Still Session 9
I have had difficulty being able to really talk in detail about what happens next after I am thrown outside naked. My swan has challenged me to write in detail about it. So this is what I did.
Read with Caution
I have been taken outside. I get my clothes on. Trying to get myself together. There is a guy that is just standing there. He has not said anything or made a movement. I am really unsure why he is there. I don’t make an acknowledgment that I know he is there.
I am feeling alarmed. I don’t know why he is there.
I turn away from the barracks and start to walk towards my barracks. The guy is walking beside me. My heart starts to beat really fast. So many thoughts are running through my head.
I am feeling shaky/frightened/timid
Why is he following me?
Is he going to take me somewhere?
Is he going to hurt me?
I try to ignore these questions that are swimming through my head. Instead I am trying to focus on walking sober. I am concentrating on every step. Making sure that there was the least amount of staggering as possible. I don’t know who this guy is so I don’t want him to know that I have been drinking Just in case he does not know what happen in the second room on the right.

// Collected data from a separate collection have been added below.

//! Forwarding the re-encoded form to the selected target.
//!
//! Issues one `POST` with the form body, waits for the full response and
//! hands back status and body. No retries. A timeout is applied only when
//! the operator configured one.

use std::time::{Duration, Instant};

use axum::body::Body;
use http::{header, StatusCode};
use axum::response::{IntoResponse, Response};
use bytes::Bytes;
use http_body_util::{BodyExt, Full};

use crate::error::PipelineError;
use crate::server::HttpClient;

/// Downstream status and body, relayed verbatim.
#[derive(Debug)]
pub struct Relayed {
    pub status: StatusCode,
    pub body: Bytes,
}

impl IntoResponse for Relayed {
    fn into_response(self) -> Response {
        let mut response = Response::new(Body::from(self.body));
        *response.status_mut() = self.status;
        response
    }
}

#[derive(Clone)]
pub struct Forwarder {
    client: HttpClient,
    timeout: Option<Duration>,
}

impl Forwarder {
    #[must_use]
    pub const fn new(client: HttpClient, timeout: Option<Duration>) -> Self {
        Self { client, timeout }
    }

    /// POST `form_body` to `target` and read the whole response. When a
    /// timeout is configured it bounds the request and the body read
    /// together; running out is a forward error either way.
    #[allow(clippy::cast_possible_truncation)]
    pub async fn forward(&self, target: &str, form_body: String) -> Result<Relayed, PipelineError> {
        let uri: http::Uri = target
            .parse()
            .map_err(|e: http::uri::InvalidUri| forward_error(target, Box::new(e)))?;

        let req = http::Request::post(uri)
            .header(header::CONTENT_TYPE, "application/x-www-form-urlencoded")
            .body(Full::new(Bytes::from(form_body)))
            .map_err(|e| forward_error(target, Box::new(e)))?;

        let start = Instant::now();
        let exchange = self.exchange(target, req);
        let relayed = match self.timeout {
            Some(limit) => tokio::time::timeout(limit, exchange)
                .await
                .map_err(|_| forward_error(target, "request timed out".into()))??,
            None => exchange.await?,
        };

        tracing::info!(
            target = %target,
            status = relayed.status.as_u16(),
            latency_ms = start.elapsed().as_millis() as u64,
            "target responded"
        );

        Ok(relayed)
    }

    async fn exchange(&self, target: &str, req: http::Request<Full<Bytes>>) -> Result<Relayed, PipelineError> {
        let response = self
            .client
            .request(req)
            .await
            .map_err(|e| forward_error(target, Box::new(e)))?;

        let status = response.status();
        let body = response
            .into_body()
            .collect()
            .await
            .map_err(|e: hyper::Error| PipelineError::ResponseRead {
                target: target.to_string(),
                source: Box::new(e),
            })?
            .to_bytes();

        Ok(Relayed { status, body })
    }
}

fn forward_error(target: &str, source: Box<dyn std::error::Error + Send + Sync>) -> PipelineError {
    PipelineError::Forward {
        target: target.to_string(),
        source,
    }
}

I am feeling alienated/victimized/heartbroken. I have been betrayed. Now this guy is walking with me and I don’t trust him either
I walk from the dirt area up an incline onto the paved road. I begin to get a pace going. It is not too fast but it is not slow either. I know I can not run because of the amount of alcohol I have had. But I figure I could at least have a steady pace.
This guy is still keeping up with me. He still has not said a word to me. He is just walking side by side with me. I look to my right and see my office. It hits me that if I am walking by my office the hospital is to the left. My heart begins to race faster. I think for a moment that I could veer to the left and go to the hospital. But this guy is with me. Will he prevent me from going to the hospital. I get scare and just start focusing on the road in front of me and getting home.
I am feeling wronged/alienated/rejected/crushed
The steps to get to my barracks are less than 100 feet from me. So I stay focus on those steps and know that my barracks are not very far from there. I get up the steps, then walk up the steps to get to the second floor of the barracks.
My room is the first one on the right. i make my way to my room, get my key in the door and push it open. I am not sure if this guy is trying to come in my room. I don’t feel him behind me. I poke my head out the door to see if he is there.
He is not there. I see the outside door closing. So I feel a moment o f relief. I make my way to my bed. I take my clothes off and put my robe on. I don’t want those clothes touching me any longer.
Luckily the alcohol is helping me to fall asleep. As soon as my head hits the pillow I fall asleep. I really hope that this was a dream and I wake up and life will still be as I know it.
To GOD Be The Glory. Take Care. Much Love.